Local Development Setup

This page walks through setting up a local development environment from scratch. After completing these steps, you will be able to build and test the entire dbt pipeline locally using DuckDB, with no Fabric connectivity required.

System Requirements

The local-first loop runs the entire dbt graph against a DuckDB file under dev-data/. A handful of models — notably fact_inventory_snapshot, dim_logistics, fact_trade — materialise intermediate results on the order of tens of GB during their build. DuckDB spills those intermediates to DBT_DUCKDB_TEMP (default dev-data/.duckdb_tmp/). Plan for enough free disk.

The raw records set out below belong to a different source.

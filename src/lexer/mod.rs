use logos::Logos;

/// Tokens for the session command language
/// One command per line, e.g. `material Plywood` or `dia 4 mm`

#[derive(Logos, Debug, Clone, PartialEq)]
#[logos(skip r"[ \t\f\r]+")] // Skip whitespace
#[logos(error = LexerError)]
pub enum Token {
    // Literals
    #[regex(r"-?(\d+\.?\d*|\.\d+)", |lex| lex.slice().parse::<f64>().ok())]
    Number(f64),

    #[regex(r#""[^"\n]*""#, |lex| lex.slice()[1..lex.slice().len()-1].to_string())]
    String(String),

    #[regex(r"[A-Za-z][A-Za-z0-9_\-]*", |lex| lex.slice().to_string())]
    Word(String),

    // Keywords - Selections
    #[token("material")]
    Material,

    #[token("species")]
    Species,

    #[token("tool")]
    Tool,

    #[token("operation")]
    #[token("op")]
    Operation,

    #[token("none")]
    Unset,

    // Keywords - Geometry
    #[token("doc")]
    #[token("depth")]
    Depth,

    #[token("dia")]
    #[token("diameter")]
    Diameter,

    #[token("teeth")]
    #[token("flutes")]
    Teeth,

    #[token("width")]
    #[token("woc")]
    Width,

    #[token("in")]
    Inch,

    #[token("mm")]
    Millimeter,

    // Keywords - Cutting data
    #[token("chipload")]
    Chipload,

    #[token("hardness")]
    Hardness,

    #[token("speed")]
    Speed,

    #[token("mode")]
    Mode,

    #[token("table")]
    Table,

    #[token("formula")]
    Formula,

    // Keywords - Queries
    #[token("power")]
    Power,

    #[token("choices")]
    Choices,

    #[token("tools")]
    Tools,

    #[token("operations")]
    Operations,

    #[token("reset")]
    Reset,

    #[token("show")]
    Show,

    // Newlines for statement separation
    #[token("\n")]
    Newline,

    // Comments
    #[regex(r"//[^\n]*", logos::skip)]
    #[regex(r";[^\n]*", logos::skip)]
    Comment,
}

impl Token {
    /// Text of a token that can be part of an unquoted multi-word name
    pub fn as_name_part(&self) -> Option<String> {
        match self {
            Token::Word(w) => Some(w.clone()),
            Token::Number(n) => Some(n.to_string()),
            _ => None,
        }
    }
}

#[derive(Debug, Clone, PartialEq, Default)]
pub struct LexerError;

impl std::fmt::Display for LexerError {
    fn fmt(&self, f: &mut std::fmt::Formatter<'_>) -> std::fmt::Result {
        write!(f, "lexer error")
    }
}

impl std::error::Error for LexerError {}

/// Lex the input, stopping at the first character that starts no token
pub fn lex(input: &str) -> Result<Vec<(Token, logos::Span)>, logos::Span> {
    Token::lexer(input)
        .spanned()
        .map(|(result, span)| match result {
            Ok(token) => Ok((token, span)),
            Err(LexerError) => Err(span),
        })
        .collect()
}
use feedspeed::config::Config;
use feedspeed::physics::PowerConstants;
use feedspeed::script::{self, ScriptError};
use feedspeed::{LoadError, ReferenceTable, Session};
use std::io::Read;
use std::path::PathBuf;
use tracing::warn;

#[derive(Debug)]
enum Error {
    Io(std::io::Error),
    Load(LoadError),
    Script(ScriptError),
    Usage(String),
}

impl From<std::io::Error> for Error {
    fn from(e: std::io::Error) -> Self {
        Error::Io(e)
    }
}

impl From<LoadError> for Error {
    fn from(e: LoadError) -> Self {
        Error::Load(e)
    }
}

#[derive(Default)]
struct Args {
    config: Option<PathBuf>,
    table: Option<PathBuf>,
    power: Option<PathBuf>,
    script: Option<PathBuf>,
}

fn parse_args() -> Result<Args, Error> {
    let mut args = Args::default();
    let mut iter = std::env::args().skip(1);
    while let Some(arg) = iter.next() {
        let mut value = |flag: &str| {
            iter.next()
                .map(PathBuf::from)
                .ok_or_else(|| Error::Usage(format!("{} needs a path", flag)))
        };
        match arg.as_str() {
            "--config" => args.config = Some(value("--config")?),
            "--table" => args.table = Some(value("--table")?),
            "--power" => args.power = Some(value("--power")?),
            "-h" | "--help" => return Err(Error::Usage(String::new())),
            _ if args.script.is_none() && !arg.starts_with("--") => {
                args.script = Some(PathBuf::from(arg))
            }
            _ => return Err(Error::Usage(format!("unexpected argument: {}", arg))),
        }
    }
    Ok(args)
}

fn usage() {
    eprintln!("Usage: feedspeed [--config <file.json>] [--table <file.csv>] [--power <file.yaml>] [script]");
    eprintln!();
    eprintln!("Reads session commands from the script, or stdin. Example:");
    eprintln!("  material Plywood");
    eprintln!("  tool HSS");
    eprintln!("  operation \"End Milling\"");
    eprintln!("  doc 0.25");
    eprintln!("  dia 4 mm");
    eprintln!("  teeth 2");
}

fn main() -> Result<(), Error> {
    tracing_subscriber::fmt()
        .with_env_filter(
            tracing_subscriber::EnvFilter::try_from_default_env()
                .unwrap_or_else(|_| "warn".into()),
        )
        .with_writer(std::io::stderr)
        .with_target(false)
        .init();

    let args = match parse_args() {
        Ok(args) => args,
        Err(Error::Usage(message)) => {
            if !message.is_empty() {
                eprintln!("{}", message);
            }
            usage();
            std::process::exit(2);
        }
        Err(e) => return Err(e),
    };

    let config = match &args.config {
        Some(path) => Config::from_file(path)?,
        None => Config::default(),
    };

    // Load reference data
    let table_path = args.table.unwrap_or_else(|| config.reference_table.clone());
    let table = ReferenceTable::from_path(&table_path)?;

    let power_path = args.power.or_else(|| config.power_constants.clone());
    let power_constants = match power_path {
        Some(path) if path.exists() => Some(PowerConstants::from_path(&path)?),
        Some(path) => {
            warn!(path = %path.display(), "power constants not found, power estimates unavailable");
            None
        }
        None => None,
    };

    // Read and parse the whole script before touching the session
    let (name, source) = match &args.script {
        Some(path) => (path.display().to_string(), std::fs::read_to_string(path)?),
        None => {
            let mut source = String::new();
            std::io::stdin().read_to_string(&mut source)?;
            ("<stdin>".to_string(), source)
        }
    };
    let statements = match script::parse(&source) {
        Ok(statements) => statements,
        Err(e) => {
            eprint!("{}", e.render(&name, &source));
            return Err(Error::Script(e));
        }
    };

    let mut session = Session::with_config(&table, &config);
    if let Some(constants) = &power_constants {
        session = session.with_power_constants(constants);
    }

    for line in script::run(&mut session, &statements) {
        println!("{}", line);
    }

    Ok(())
}

#[cfg(test)]
mod tests {
    use super::*;

    #[test]
    fn test_plywood_script() {
        let table =
            ReferenceTable::from_reader(include_str!("../data/feed_speed_reference.csv").as_bytes())
                .expect("shipped table loads");
        let constants = PowerConstants::from_yaml(include_str!("../data/power_constants.yaml"))
            .expect("shipped constants load");

        let source = r#"
material Plywood
tool HSS
operation "End Milling"
doc 0.25
teeth 2
dia 4 mm
power
"#;
        let statements = script::parse(source).expect("parse failed");
        let mut session = Session::with_config(&table, &Config::default())
            .with_power_constants(&constants);
        let out = script::run(&mut session, &statements);

        assert_eq!(out.len(), 7);
        assert!(out[5].starts_with("feed="), "got {}", out[5]);
        assert!(out[6].starts_with("power:"), "got {}", out[6]);
        assert!(session.operation().rpm.is_some());
        assert!(session.operation().motor_power.is_some());
    }
}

Resource	Minimum	Recommended	Notes
RAM	16 GB	32 GB+	DuckDB's default `memory_limit=80%` — more RAM = fewer disk spills = much faster `fact_inventory_snapshot` builds. With 16 GB you'll still build everything, just slowly.
Free disk (SSD)	80 GB	150 GB+	`dev-data/fabric_datalake.duckdb` (~1.6 GB) + Bronze parquets (~5 GB) + peak spill `dev-data/.duckdb_tmp/` can reach 60 GB during `fact_inventory_snapshot`. NVMe strongly preferred over SATA — spill read/write is the dominant wait.
CPU	4 cores	8+ cores	`dbt/profiles.yml local` runs 8 threads; DuckDB also uses intra-query parallelism within each model.
OS	Windows 11 / macOS / Linux	—	Repository is developed on Windows 11. Scripts use Unix shell (run via Git Bash on Windows).
Python	3.10	3.11	See table below.
Close DuckDB viewers before building	—	—	DBeaver or VS Code "Power User for dbt" keep the `.duckdb` file locked and will block dbt with "file being used by another process" errors. Close them (or connect read-only) during a build.

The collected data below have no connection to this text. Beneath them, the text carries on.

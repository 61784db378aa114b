//! Error taxonomy shared by the selection engine and the calculator

use thiserror::Error;

/// Reference or constant source could not be loaded. Fatal at startup.
#[derive(Error, Debug)]
pub enum LoadError {
    #[error("cannot read {path}: {source}")]
    Io {
        path: String,
        #[source]
        source: std::io::Error,
    },

    #[error("malformed table: {0}")]
    Csv(#[from] csv::Error),

    #[error("missing required column: {0:?}")]
    MissingColumn(String),

    #[error("row {row}: invalid value {value:?} in column {column:?}")]
    InvalidValue {
        row: usize,
        column: String,
        value: String,
    },

    #[error("malformed power constants: {0}")]
    Yaml(#[from] serde_yaml::Error),

    #[error("malformed configuration: {0}")]
    Json(#[from] serde_json::Error),
}

/// Input the calculator cannot work with. The offending change is not applied.
#[derive(Error, Debug, Clone, PartialEq)]
pub enum InvalidArgument {
    #[error("cannot bracket a target in an empty set of values")]
    EmptyBracket,

    #[error("tool diameter is not defined")]
    DiameterUndefined,

    #[error("{what} must be positive, got {value}")]
    NonPositive { what: &'static str, value: f64 },

    #[error("tooth count must be at least 1")]
    ZeroTeeth,
}

/// No power constant for the requested material and hardness.
#[derive(Error, Debug, Clone, PartialEq)]
pub enum LookupError {
    #[error("no power constants for material {0:?}")]
    UnknownMaterial(String),

    #[error("no hardness bracket covers {hardness} HB for {material:?}")]
    NoHardnessBracket { material: String, hardness: f64 },

    #[error("material family is not set")]
    MaterialUnset,

    #[error("no power constant table loaded")]
    NoTable,
}

/// The filter pipeline did not narrow the table to one or two rows.
#[derive(Error, Debug, Clone, Copy, PartialEq, Eq)]
pub enum Unresolved {
    #[error("no matching rows")]
    NoMatch,

    #[error("ambiguous result: {rows} rows remain")]
    Ambiguous { rows: usize },
}

/// Failure of one recomputation pass. Never fatal for the session.
#[derive(Error, Debug, Clone, PartialEq)]
pub enum SessionError {
    #[error(transparent)]
    Unresolved(#[from] Unresolved),

    #[error(transparent)]
    InvalidArgument(#[from] InvalidArgument),

    #[error(transparent)]
    Lookup(#[from] LookupError),
}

Running provisioning (fabric dev start …) additionally needs an az login session and the platform SPN credentials loaded from Key Vault (handled by scripts/_lib_spn.sh).

Prerequisites

Tool	Version	Purpose	Install
Python	3.11 (3.10-3.12 accepted; 3.13 incompatible)	dbt runtime, scripts	python.org
Node.js	LTS v20+	MCP servers (npx-based)	nodejs.org
Azure CLI	Latest	Fabric authentication, deployments	`winget install Microsoft.AzureCLI`
Terraform	>= 1.8	Feature environment provisioning	terraform.io
ODBC Driver 18	Latest	Direct Fabric Warehouse connections	Microsoft docs
Git	Latest	Version control	Included with Azure DevOps access
Docker	Latest (optional)	Terraform MCP server only	Docker Desktop

Why Python 3.11 specifically? The dbt-fabric adapter is incompatible with Python 3.13. While 3.10-3.12 all work, 3.11 is recommended for consistency across the team and CI.

Step-by-Step Setup

1. Clone the Repository

git clone https://geris-devops@dev.azure.com/geris-devops/insights-requests/_git/fabric_monorepo
cd fabric_monorepo

2. Configure Git Hooks

git config core.hooksPath .githooks

This enables the drift-check post-commit hook and the gitleaks pre-commit secret scanner.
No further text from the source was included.